You might be thinking ‘well you would say all this—you are a therapist!’ However, I have a recent example that demonstrates some of the theory I outlined above. A new client came to a colleague after using AI as a psychotherapist. They came with reams and reams of information from the AI, as they had attempted to process their trauma at home. When my colleague dug into this, they had only been using the AI for a few days. The client had gone into their trauma way too fast and arrived at their first session dazed and staring into the middle distance. Fortunately the client had enough sense left to seek out a human therapist. My colleague was supportive of them—they were really trying to work on deep psychological wounds. They suggested to the client that one of the big differences is that with all the attunement and observing that the psychotherapist does during a session the therapist knows when to suggest that the client slow down and applies the brakes. The AI had no brakes, just more and more information. I suggested to my colleague that another issue is that AI is available 24/7, whereas the 167 hours between weekly sessions is needed for clients to process what goes on in a session. With AI’s constant availability there is no space for processing. As my own therapist says, ‘most of the healing happens between sessions’.

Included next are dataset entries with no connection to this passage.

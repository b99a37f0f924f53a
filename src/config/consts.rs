// Copyright (c) 2025 Steve Wagner (ciroque@live.com)
// SPDX-License-Identifier: MIT

/// Default capacity of every inter-worker queue (§4.3). The spec's suggested
/// default; callers needing more slack for batch mode raise it per pipeline.
pub const DEFAULT_QUEUE_CAPACITY: usize = 1;

/// Default accountant reporting threshold multiplier (§4.7): a report fires
/// once `multiplier * node_count` metadata messages have been observed.
pub const DEFAULT_ACCOUNTANT_THRESHOLD_MULTIPLIER: u64 = 40;
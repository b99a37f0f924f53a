// Copyright (c) 2025 Steve Wagner (ciroque@live.com)
// SPDX-License-Identifier: MIT

//! Bottleneck classification (§4.7): a node is a bottleneck if it is slower
//! than the pipeline's single producer, and an *effective* bottleneck if it
//! is also slower than whatever precedes it — the first place along the
//! chain where the slowdown actually originates.

/// `node_proctime` is not a producer and exceeds the producer's mean
/// proctime.
pub fn is_bottleneck(is_producer: bool, node_proctime: f64, producer_proctime: f64) -> bool {
    !is_producer && node_proctime > producer_proctime
}

/// A bottleneck whose proctime also exceeds its immediate predecessor's in
/// topological order — the predecessor is `None` only for the producer
/// itself, which is never a bottleneck.
pub fn is_effective_bottleneck(
    is_bottleneck: bool,
    node_proctime: f64,
    predecessor_proctime: Option<f64>,
) -> bool {
    is_bottleneck && predecessor_proctime.map_or(false, |p| node_proctime > p)
}

#[cfg(test)]
mod tests {
    use super::*;

    #[test]
    fn slower_than_producer_is_bottleneck() {
        assert!(is_bottleneck(false, 0.5, 0.1));
        assert!(!is_bottleneck(false, 0.05, 0.1));
        assert!(!is_bottleneck(true, 0.5, 0.1));
    }

    #[test]
    fn effective_requires_exceeding_predecessor() {
        assert!(is_effective_bottleneck(true, 0.5, Some(0.2)));
        assert!(!is_effective_bottleneck(true, 0.5, Some(0.6)));
        assert!(!is_effective_bottleneck(false, 0.5, Some(0.2)));
        assert!(!is_effective_bottleneck(true, 0.5, None));
    }
}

Ethical Concerns and Clinical Boundaries

There are further ethical concerns:

  • Confidentiality: AI interactions may be stored on external servers, with unclear data protections.
  • Accountability: AI is not a regulated profession. If harm occurs, there is no recourse.
  • Lack of Supervision: AI does not consult supervisors or peers; it cannot reflect on its mistakes or learn from them.

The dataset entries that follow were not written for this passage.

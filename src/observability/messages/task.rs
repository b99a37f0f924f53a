// Copyright (c) 2025 Steve Wagner (ciroque@live.com)
// SPDX-License-Identifier: MIT

//! Messages for worker lifecycle events (§4.4): `open`/`close`, once per
//! worker, not the per-record hot path (which logs plainly through
//! `tracing` directly — see `crate::tasks`).

use std::fmt::{Display, Formatter};

use tracing::Span;

use crate::graph::NodeId;

use super::StructuredLog;

/// A node's worker started and `open()` returned successfully.
///
/// # Log Level
/// `debug!`
pub struct WorkerOpened<'a> {
    pub node: NodeId,
    pub kind: &'a str,
}

impl Display for WorkerOpened<'_> {
    fn fmt(&self, f: &mut Formatter) -> std::fmt::Result {
        write!(f, "{} worker {} opened", self.kind, self.node)
    }
}

impl StructuredLog for WorkerOpened<'_> {
    fn log(&self) {
        tracing::debug!(node = %self.node, kind = self.kind, "{}", self);
    }

    fn span(&self, name: &str) -> Span {
        tracing::debug_span!("worker_opened", span_name = name, node = %self.node, kind = self.kind)
    }
}

/// A node's worker loop exited and `close()` ran.
///
/// # Log Level
/// `debug!`
pub struct WorkerClosed<'a> {
    pub node: NodeId,
    pub kind: &'a str,
}

impl Display for WorkerClosed<'_> {
    fn fmt(&self, f: &mut Formatter) -> std::fmt::Result {
        write!(f, "{} worker {} closed", self.kind, self.node)
    }
}

impl StructuredLog for WorkerClosed<'_> {
    fn log(&self) {
        tracing::debug!(node = %self.node, kind = self.kind, "{}", self);
    }

    fn span(&self, name: &str) -> Span {
        tracing::debug_span!("worker_closed", span_name = name, node = %self.node, kind = self.kind)
    }
}

/// A node's `open()` hook returned an error; the worker starts its loop
/// anyway, since the canonical design has no separate "failed to start"
/// state — the next fatal error surfaces through the loop itself.
///
/// # Log Level
/// `error!`
pub struct WorkerOpenFailed<'a> {
    pub node: NodeId,
    pub kind: &'a str,
    pub error: &'a dyn std::error::Error,
}

impl Display for WorkerOpenFailed<'_> {
    fn fmt(&self, f: &mut Formatter) -> std::fmt::Result {
        write!(f, "{} worker {} open() failed: {}", self.kind, self.node, self.error)
    }
}

impl StructuredLog for WorkerOpenFailed<'_> {
    fn log(&self) {
        tracing::error!(node = %self.node, kind = self.kind, error = %self.error, "{}", self);
    }

    fn span(&self, name: &str) -> Span {
        tracing::error_span!(
            "worker_open_failed",
            span_name = name,
            node = %self.node,
            kind = self.kind,
            error = %self.error,
        )
    }
}

/// A node's `close()` hook returned an error after its loop already exited.
///
/// # Log Level
/// `error!`
pub struct WorkerCloseFailed<'a> {
    pub node: NodeId,
    pub kind: &'a str,
    pub error: &'a dyn std::error::Error,
}

impl Display for WorkerCloseFailed<'_> {
    fn fmt(&self, f: &mut Formatter) -> std::fmt::Result {
        write!(f, "{} worker {} close() failed: {}", self.kind, self.node, self.error)
    }
}

impl StructuredLog for WorkerCloseFailed<'_> {
    fn log(&self) {
        tracing::error!(node = %self.node, kind = self.kind, error = %self.error, "{}", self);
    }

    fn span(&self, name: &str) -> Span {
        tracing::error_span!(
            "worker_close_failed",
            span_name = name,
            node = %self.node,
            kind = self.kind,
            error = %self.error,
        )
    }
}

The Danger of Disembodied Therapy

AI-based therapy is entirely disembodied. There is no sense of presence, no shared room, no physical grounding. Somatic therapies, trauma-informed practices, and even the simple embodied presence of another human being are all absent. This can exacerbate disconnection from self—a common feature of trauma—and encourage intellectualisation rather than integration.

When Might AI Be Helpful?

There are, of course, low-risk uses of AI in mental health, including:

  • Mood tracking
  • Psychoeducation
  • Coping strategy reminders
  • Support outside of sessions (e.g. journaling prompts)
  • There is also the scheme SilverCloud, which gives clients immediate access to CBT. If they engage then human support becomes available at the 2 week stage.
  • An adjunct to human therapy, not a replacement

For neurodivergent clients, AI can offer non-judgemental, 24/7 access to information or structure. But even here, a trauma-informed therapist must guide its use carefully. I have found that some clients with ADHD really struggle with phone calls and prefer to book an initial session face-to-face, using an online booking system.

Conclusion

AI is not a therapist. While it can simulate conversation and even mirror some therapeutic language, it lacks the relational, embodied, and ethical foundations required for safe psychotherapy—especially with trauma clients. If the work goes too fast, without pacing, attunement, or resourcing, it can do real harm. Therapists, clients, and developers alike must proceed with caution, always prioritising safety, relationship, and ethics over technological excitement.


References

  • Porges, S. W. (2011). The Polyvagal Theory: Neurophysiological Foundations of Emotions, Attachment, Communication, Self-regulation. New York: W. W. Norton & Company.
  • Rothschild, B. (2000). The Body Remembers: The Psychophysiology of Trauma and Trauma Treatment. New York: W. W. Norton & Company.
  • Siegel, D. J. (2015). The Developing Mind: How Relationships and the Brain Interact to Shape Who We Are. New York: Guilford Press.
  • Stern, D. N. (2004). The Present Moment in Psychotherapy and Everyday Life. New York: W. W. Norton & Company.